Heidfeld: "War von Anfang an gut unterwegs"

Im 'F1Total.com'-Interview spricht Nick Heidfeld über seinen gelungenen Test für BMW-Williams und erklärt, warum er auf Jordan noch sauer ist

(Motorsport-Total.com) - Das Presseecho auf den Test von Nick Heidfeld im BMW-Williams hätte unterschiedlicher nicht sein können: Während die deutschen Medien den 27-Jährigen schon fix ins Cockpit für 2005 schreiben, sind britische Zeitungen davon überzeugt, dass er an den vergangenen beiden Tagen in Jerez seine Chancen auf einen Stammvertrag vergeigt hat.

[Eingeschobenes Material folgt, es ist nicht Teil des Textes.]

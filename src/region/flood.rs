use std::collections::VecDeque;

use glam::IVec2;

use crate::config::FloodFillMode;
use crate::grid::OccupancyGrid;
use crate::types::{CellState, GridError};

const WEST: IVec2 = IVec2::NEG_X;
const EAST: IVec2 = IVec2::X;
const NORTH: IVec2 = IVec2::NEG_Y;
const SOUTH: IVec2 = IVec2::Y;

/// Propagate Free from `start` through 4-connected Unknown cells.
///
/// Cells that are already Free or Occupied block propagation; `start` itself
/// is always expanded. In [`FloodFillMode::Reference`] an Unknown east
/// neighbour is queued for expansion without being marked, so a cell only
/// ever reached by an eastward step stays Unknown.
///
/// Returns the number of cells turned Free.
pub fn flood_fill(
    start: IVec2,
    grid: &mut OccupancyGrid,
    mode: FloodFillMode,
) -> Result<usize, GridError> {
    grid.geometry().checked_cell(start)?;

    let mut filled = 0;
    let mut fringe = VecDeque::new();
    fringe.push_front(start);

    // Each cell turns Free at most once and unmarked east pushes only move
    // east, so the fringe drains.
    while let Some(cell) = fringe.pop_back() {
        for offset in [WEST, EAST, NORTH, SOUTH] {
            let next = cell + offset;
            let Some(state) = grid.get_signed(next).copied() else {
                continue;
            };
            if !state.is_unknown() {
                continue;
            }
            if offset != EAST || mode == FloodFillMode::Symmetric {
                grid.set_signed(next, CellState::Free)?;
                filled += 1;
            }
            fringe.push_front(next);
        }
    }

    Ok(filled)
}
//! Pipeline configuration.
//!
//! Every field has a default, so an empty YAML document is a valid config.
//!
//! ```yaml
//! resolution: 4.0
//! grid:
//!   extend_area: 1.0
//!   enclose_origin: false
//!   error_policy: best_effort   # or strict
//!   flood_fill: reference       # or symmetric
//! scan:
//!   min_range: 5.0
//!   max_range: 4000.0
//!   noise_gate: true
//! ```

use std::path::Path;

use serde::Deserialize;

use crate::types::{
    DEFAULT_EXTEND_AREA, DEFAULT_MAX_RANGE, DEFAULT_MIN_RANGE, DEFAULT_RESOLUTION, GridError,
};

/// What to do when a ray leaves the grid while free space is traced.
#[derive(Debug, Default, Copy, Clone, PartialEq, Eq, Deserialize)]
#[serde(rename_all = "snake_case")]
pub enum ErrorPolicy {
    /// Stop tracing at the first out-of-bounds cell and keep what was written.
    #[default]
    BestEffort,
    /// Return [`GridError::OutOfBounds`].
    Strict,
}

/// Neighbour handling of the region fill.
#[derive(Debug, Default, Copy, Clone, PartialEq, Eq, Deserialize)]
#[serde(rename_all = "snake_case")]
pub enum FloodFillMode {
    /// East neighbours are explored but not marked free.
    ///
    /// This leaves cells that are only reachable by an eastward step unknown.
    /// It is most likely an omission in the algorithm this mode reproduces;
    /// use [`FloodFillMode::Symmetric`] for a classic 4-connected fill.
    #[default]
    Reference,
    /// All four neighbours are marked free.
    Symmetric,
}

/// Geometry and propagation settings for grid construction.
#[derive(Debug, Clone, PartialEq, Deserialize)]
#[serde(default)]
pub struct GridConfig {
    /// Total padding added across each axis, in world units.
    pub extend_area: f64,
    /// Also include the sensor origin in the grid extents. Off by default, so
    /// the extents come from the obstacles alone.
    pub enclose_origin: bool,
    pub error_policy: ErrorPolicy,
    pub flood_fill: FloodFillMode,
}

impl Default for GridConfig {
    fn default() -> Self {
        Self {
            extend_area: DEFAULT_EXTEND_AREA,
            enclose_origin: false,
            error_policy: ErrorPolicy::BestEffort,
            flood_fill: FloodFillMode::Reference,
        }
    }
}

impl GridConfig {
    pub fn strict() -> Self {
        Self {
            error_policy: ErrorPolicy::Strict,
            ..Default::default()
        }
    }

    pub fn validate(&self) -> Result<(), GridError> {
        if !self.extend_area.is_finite() || self.extend_area < 0.0 {
            return Err(GridError::InvalidConfig(format!(
                "extend_area must be finite and non-negative, got {}",
                self.extend_area
            )));
        }
        Ok(())
    }
}

/// Scan sample filtering applied while loading.
#[derive(Debug, Clone, PartialEq, Deserialize)]
#[serde(default)]
pub struct ScanConfig {
    pub min_range: f64,
    pub max_range: f64,
    /// Drop samples whose coefficient is not above the mean-centred mean.
    pub noise_gate: bool,
}

impl Default for ScanConfig {
    fn default() -> Self {
        Self {
            min_range: DEFAULT_MIN_RANGE,
            max_range: DEFAULT_MAX_RANGE,
            noise_gate: true,
        }
    }
}

impl ScanConfig {
    pub fn validate(&self) -> Result<(), GridError> {
        if !(self.min_range.is_finite() && self.max_range.is_finite())
            || self.min_range >= self.max_range
        {
            return Err(GridError::InvalidConfig(format!(
                "range limits must be finite with min < max, got [{}, {}]",
                self.min_range, self.max_range
            )));
        }
        Ok(())
    }
}

#[derive(Debug, Clone, PartialEq, Deserialize)]
#[serde(default)]
pub struct MapperConfig {
    /// World units per cell.
    pub resolution: f64,
    pub grid: GridConfig,
    pub scan: ScanConfig,
}

impl Default for MapperConfig {
    fn default() -> Self {
        Self {
            resolution: DEFAULT_RESOLUTION,
            grid: GridConfig::default(),
            scan: ScanConfig::default(),
        }
    }
}

impl MapperConfig {
    pub fn from_yaml_str(yaml: &str) -> Result<Self, GridError> {
        // An empty document deserializes to unit, not to a mapping.
        let config: Self = if yaml.trim().is_empty() {
            Self::default()
        } else {
            serde_yaml::from_str(yaml)?
        };
        config.validate()?;
        Ok(config)
    }

    pub fn validate(&self) -> Result<(), GridError> {
        if !self.resolution.is_finite() || self.resolution <= 0.0 {
            return Err(GridError::InvalidResolution(self.resolution));
        }
        self.grid.validate()?;
        self.scan.validate()
    }
}

pub fn load_config(path: impl AsRef<Path>) -> Result<MapperConfig, GridError> {
    let yaml = std::fs::read_to_string(path.as_ref())?;
    MapperConfig::from_yaml_str(&yaml)
}

#[cfg(test)]
mod tests {
    use super::*;

    #[test]
    fn empty_document_uses_defaults() {
        let config = MapperConfig::from_yaml_str("").unwrap();
        assert_eq!(config, MapperConfig::default());
        assert_eq!(config.grid.extend_area, 1.0);
        assert_eq!(config.grid.error_policy, ErrorPolicy::BestEffort);
        assert_eq!(config.grid.flood_fill, FloodFillMode::Reference);
        assert!(!config.grid.enclose_origin);
    }

    #[test]
    fn enclose_origin_is_opt_in() {
        let config = MapperConfig::from_yaml_str("grid:\n  enclose_origin: true\n").unwrap();
        assert!(config.grid.enclose_origin);
        assert_eq!(config.grid.extend_area, 1.0);
    }

    #[test]
    fn partial_document_keeps_other_defaults() {
        let yaml = "resolution: 0.5\ngrid:\n  error_policy: strict\n  flood_fill: symmetric\n";
        let config = MapperConfig::from_yaml_str(yaml).unwrap();
        assert_eq!(config.resolution, 0.5);
        assert_eq!(config.grid.error_policy, ErrorPolicy::Strict);
        assert_eq!(config.grid.flood_fill, FloodFillMode::Symmetric);
        assert!(!config.grid.enclose_origin);
        assert_eq!(config.scan, ScanConfig::default());
    }

    #[test]
    fn rejects_invalid_values() {
        assert!(matches!(
            MapperConfig::from_yaml_str("resolution: 0.0"),
            Err(GridError::InvalidResolution(_))
        ));
        assert!(matches!(
            MapperConfig::from_yaml_str("grid:\n  extend_area: -1.0"),
            Err(GridError::InvalidConfig(_))
        ));
        assert!(matches!(
            MapperConfig::from_yaml_str("scan:\n  min_range: 10.0\n  max_range: 5.0"),
            Err(GridError::InvalidConfig(_))
        ));
        assert!(matches!(
            MapperConfig::from_yaml_str("grid:\n  flood_fill: sideways"),
            Err(GridError::Yaml(_))
        ));
    }
}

Titel-Bild zur News: Nick Heidfeld

Nick Heidfeld: "Riesenchance" auf den Durchbruch in seiner Karriere

Tatsächlich sind Heidfelds Rundenzeiten aufgrund des schlechten Wetters, das geherrscht hat, kaum einzuschätzen, und auch zum direkten Vergleich mit dem zweiten Kandidaten, Antonio Pizzonia, ist es nicht gekommen. Fest steht aber, dass sich "Quick Nick" den Umständen entsprechend gut geschlagen hat. Im Interview mit 'F1Total.com' stellt er den Verlauf seiner Premiere im BMW-Williams aus seiner eigenen Sicht dar.#w1#

Jordan-Affäre könnte bald endgültig vergessen sein

Darüber hinaus konnte er sich den Ärger über den im Sommer noch geplatzten Test für das britisch-deutsche Team, der damals ja von Eddie Jordan vereitelt wurde, nicht ganz verkneifen: "Ich kann schon sagen, dass ich noch sauer bin. Es war extrem ärgerlich", erklärte er. Schon in einigen Wochen könnte aber all das Schnee von gestern sein: Nach einem weiteren Test nächste Woche wird wohl die Entscheidung fallen, ob er bei BMW-Williams unterkommt oder nicht.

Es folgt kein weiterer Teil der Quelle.